Kapıya vardığımızda ortalarında durduğum adamları inceledim. Batı sağımda her zamanki ciddiyetiyle duruyordu. Dudakları düz bir çizgi halinde, kaşları çatık olmasa da gergindi. Lacivert, düğmeleri gizli olan gömleği her zamanki gibi ona çok yakışmış, 'ben Batı için üretildim!' diye bağırıyordu. Küllü kumral saçları ve fırtına grisi gözleri karanlığın koyusuyla mükemmel bir ahenk yakalamış ve bütünleşmişti.

Burak da solumda, görmeye pek alışık olmadığım ciddiyetiyle duruyordu. Ciddi durumlarda yaptığına şahit olduğum gibi ukala ve laubali tavırlarını rafa kaldırmış olsa da göz göze geldiğimizde ukala bir şekilde göz kırpmaktan geri durmuyordu. O da siyah bir gömlek giymiş, sarı saçlarını dağınık bırakmıştı. Onu incelerken bugün belki bininci kez kurduğum cümleyi zihnimde tekrar kurdum; "Bunun burada ne işi var?"

Ben ise Batı'nın lacivert giydiğini görünce koşarak odama çıkıp sarı tişörtümü, siyah üzerine ince beyaz çizgili bir tişörtle değiştirmiştim. Böyle bir durumda bile fanatiklik yapıyor olmam garip görünüyor olabilirdi ama aslında değildi işte. Batı'yla yan yana olmayı, yan yana görünmeyi seviyordum. Şimdi bütün gece yanımda duran kolunun, kolumla bir araya gelip oluşturduğu görüntünün dikkatimi dağıtmasına izin vermek istemiyordum.  

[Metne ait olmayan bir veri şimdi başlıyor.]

// Copyright (C) 2026  Caprica Software Limited
//
// This program is free software: you can redistribute it and/or modify
// it under the terms of the GNU General Public License as published by
// the Free Software Foundation, either version 3 of the License, or
// (at your option) any later version.
//
// This program is distributed in the hope that it will be useful,
// but WITHOUT ANY WARRANTY; without even the implied warranty of
// MERCHANTABILITY or FITNESS FOR A PARTICULAR PURPOSE.  See the
// GNU General Public License for more details.
//
// You should have received a copy of the GNU General Public License
// along with this program.  If not, see <https://www.gnu.org/licenses/>.

//! The visible game list.
//!
//! Refreshes are tagged with a monotonically increasing sequence number when
//! issued. A response is only rendered if no newer request has been issued
//! since, so overlapping requests completing out of order can never roll the
//! list back to an older result. Accepted responses replace the list
//! wholesale.

use crate::model::{GameSummary, selection::SelectionState};

/// The parameters of one list refresh.
#[derive(Debug, Clone, Default, PartialEq, Eq)]
pub(crate) struct ListQuery {
    pub(crate) search: String,
    pub(crate) filters: SelectionState,
}

impl ListQuery {
    /// Client-side evaluation of this query against a single game: a
    /// case-insensitive title substring plus the facet algebra.
    pub(crate) fn admits(&self, game: &GameSummary) -> bool {
        let search = self.search.trim().to_lowercase();
        (search.is_empty() || game.title.to_lowercase().contains(&search))
            && crate::model::facets::matches(&game.tags(), &self.filters)
    }
}

#[derive(Debug, Default)]
pub(crate) struct GameList {
    games: Vec<GameSummary>,
    issued_seq: u64,
    rendered_seq: u64,
}

impl GameList {
    pub(crate) fn new() -> Self {
        Self::default()
    }

    /// Reserves the sequence number for a new request.
    pub(crate) fn issue(&mut self) -> u64 {
        self.issued_seq += 1;
        self.issued_seq
    }

    /// Offers a response. Returns `false`, leaving the list untouched, when
    /// the response predates the most recently issued request.
    pub(crate) fn accept(&mut self, seq: u64, games: Vec<GameSummary>) -> bool {
        if seq < self.issued_seq {
            return false;
        }

        self.games = games;
        self.rendered_seq = seq;
        true
    }

    pub(crate) fn is_current(&self, seq: u64) -> bool {
        seq >= self.issued_seq
    }

    pub(crate) fn games(&self) -> &[GameSummary] {
        &self.games
    }

    pub(crate) fn ids(&self) -> Vec<String> {
        self.games.iter().map(|g| g.id.clone()).collect()
    }

    pub(crate) fn get(&self, id: &str) -> Option<&GameSummary> {
        self.games.iter().find(|g| g.id == id)
    }

    pub(crate) fn rendered_seq(&self) -> u64 {
        self.rendered_seq
    }
}

#[cfg(test)]
mod tests {
    use super::*;
    use crate::model::selection::CompositeKey;

    fn game(id: &str, title: &str) -> GameSummary {
        GameSummary {
            id: id.into(),
            title: title.into(),
            year: None,
            company: None,
            system: None,
            orientation: Some("landscape".into()),
            platform_id: Some("fbneo".into()),
            facet_tags: vec![],
        }
    }

    #[test]
    fn late_stale_response_is_discarded() {
        let mut list = GameList::new();
        let r1 = list.issue();
        let r2 = list.issue();

        assert!(list.accept(r2, vec![game("b", "Bravo")]));
        assert!(!list.accept(r1, vec![game("a", "Alpha")]));

        assert_eq!(list.ids(), vec!["b"]);
        assert_eq!(list.rendered_seq(), r2);
    }

    #[test]
    fn early_stale_response_is_discarded_too() {
        let mut list = GameList::new();
        let r1 = list.issue();
        let r2 = list.issue();

        assert!(!list.accept(r1, vec![game("a", "Alpha")]));
        assert!(list.games().is_empty());
        assert!(list.accept(r2, vec![game("b", "Bravo")]));
        assert_eq!(list.ids(), vec!["b"]);
    }

    #[test]
    fn identical_refreshes_are_idempotent() {
        let mut list = GameList::new();
        let payload = vec![game("a", "Alpha"), game("b", "Bravo")];

        let seq = list.issue();
        list.accept(seq, payload.clone());
        let seq = list.issue();
        list.accept(seq, payload.clone());

        assert_eq!(list.games(), payload.as_slice());
    }

    #[test]
    fn client_side_query_uses_search_and_facets() {
        let query = ListQuery {
            search: "STREET".into(),
            filters: [CompositeKey::parse("o:landscape").unwrap()].into_iter().collect(),
        };

        assert!(query.admits(&game("sf2", "Street Fighter II")));
        assert!(!query.admits(&game("galaga", "Galaga")));

        let mut portrait = game("sf2p", "Street Fighter II");
        portrait.orientation = Some("portrait".into());
        assert!(!query.admits(&portrait));
    }
}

Derin bir nefes alarak önden eve girdiğimde tüm gerginliğimin yanında bir yanım bu iki adam yanımda olduğu için anlamlandıramadığım bir şekilde huzurluydu. İşte başlıyoruz.



Peki hayat bana bu huzuru 10 saniyeden fazla tattıracak kadar insaflı mıydı? Cevap veriyorum: Hayır. Gölge'nin Elazığ'a bizi kurtarmaya gelen adamı bizi karşılayınca iç geçirdim. 

"Bıktım senden, biliyorsun değil mi?"

"Bu çok kötü," dedi, eliyle yolu gösterirken. "Çünkü bundan sonra sık sık görüşeceğiz."

Adam duruşunu bozmayıp, eşikte elini gideceğimiz tarafa uzatmış dururken Batı sakince beni sağ tarafa alarak yerime geçti ve adamın gösterdiği yere yürürken koluna çarparak duvarın kenarı ile gövdesi arasına sıkıştırdı.

Adam acıyla bağırırken Batı istifini bozmadan, adamın kolu önünde yürümeye devam etti. Adam kolunu çekmeye çalışmayı bırakıp son anda akıl ederek Batı'nın arkasından döndü ve kolunu kırılmaktan kurtardı.

Tüh. Az kalmıştı oysa ki.

Tabii öyle yapınca kolu Batı'nın önünde olduğundan, arkadan Batı'nın beline sarılmış gibi bir görüntü oluşmuştu. Burak çıkardığı 'cıks, cıks' sesleriyle adamı omzundan tutup sertçe arkaya çekti.

"Kaç yaşında adamsın, ayıp değil mi?"

Büzdüğü dudaklarıyla kaşlarını çatıp işaret parmağını ona doğru salladı.